Day 2 was just as impactful. In the morning, we were visited by Lisa Betts-LaCroix, an UnCollege parent and organizer of over 300 home schooling families in the Bay Area around self-education and self-directed learning. She covered the normally undisturbed portion of learning that is meta-learning skills. Things like time management, self-reflection, self-evaluation, community building, and many other influential topics were the subject of discussion in an action packed two hour session. After lunch at the local market, Tiffany Mikell came to talk to us about the greatest gift we can give to the world by breaking down our mission into one verb. Mine was: to synergize (which got quite the laughs throughout the weekend as the word was used frequently by mentors and was the basis for the name of my company Synergist). After a couple hot seats, Alex Peake, an entrepreneur I met at the Under 20 Summit in NYC, talked about hacking the future and taught us preliminary code through his game Code Hero.

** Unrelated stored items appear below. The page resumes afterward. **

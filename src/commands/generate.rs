//! Generate static files

use anyhow::Result;

use crate::generator::Generator;
use crate::LpDocs;

/// Generate the static site
pub fn run(app: &LpDocs) -> Result<()> {
    let start = std::time::Instant::now();

    let stats = Generator::new(app)?.generate()?;
    if !stats.list_view {
        tracing::info!("Run `lp-docs index` to include the proposal list view");
    }

    let duration = start.elapsed();
    tracing::info!("Generated in {:.2}s", duration.as_secs_f64());

    Ok(())
}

Later, we headed out for another night on the town at a home-made ice cream shop and Union Square.
Day 3 began with Michael Staton, a VC in the ed-tech space who spoke about unbundling education and how the offers and appeals of college are currently being “unbundled” by the creation of new tech companies that solve some of the individual offerings (this included Grockit and their new product Learni.st, which is something I worked on during my internship over the summer with the company). It was insightful hearing his stance as a VC and his experiences in being an entepreneur previously in the ed-tech space. Below is his unbundling model.
Dale spoke after that about his visions for UnCollege and the reason why he is doing what he is doing compared with the personal metrics he uses to determine success and happiness. After an enthusiastic building of support for UnCollege by most of the Hackademics, we relaxed our spirits (only slighlty) and welcomed neuroscientist Sandra Aamodt, who spoke to us about the science behind learning. It was amazing to hear why we learn the way we do and how to optimize our efforts in order to retain and learn the most information in any given setting. Music industry man Nick Terzo, who spoke about hacking the music industry and his transition from that to the growing startup community in Austin, Texas. It turned out to be a perfect match for fellow Hackademic Katarina Minich, who was also from Texas and was an aspiring singer/entrepreneur
At night we all had one last hoorah before departing the next day. After revisiting the Union Square area, we took a traditional cable car to Ghiradelli Square and shared some ice cream. Afterwards, we went into a Kareoke Bar, where we all sang, “Don’t Stop Believing” followed by solos from Katarina and Josh (who I got on stage and helped out while he was rapping Drake). Out of nowhere appeared a stretch limo for $5 a person, and we ended our night in style heading back to the house!
Overall, it was an incredible experience. Learned quite a bit and met a ton of great people who I know will lead the way in the future! In a few days we became life-long Hackademics.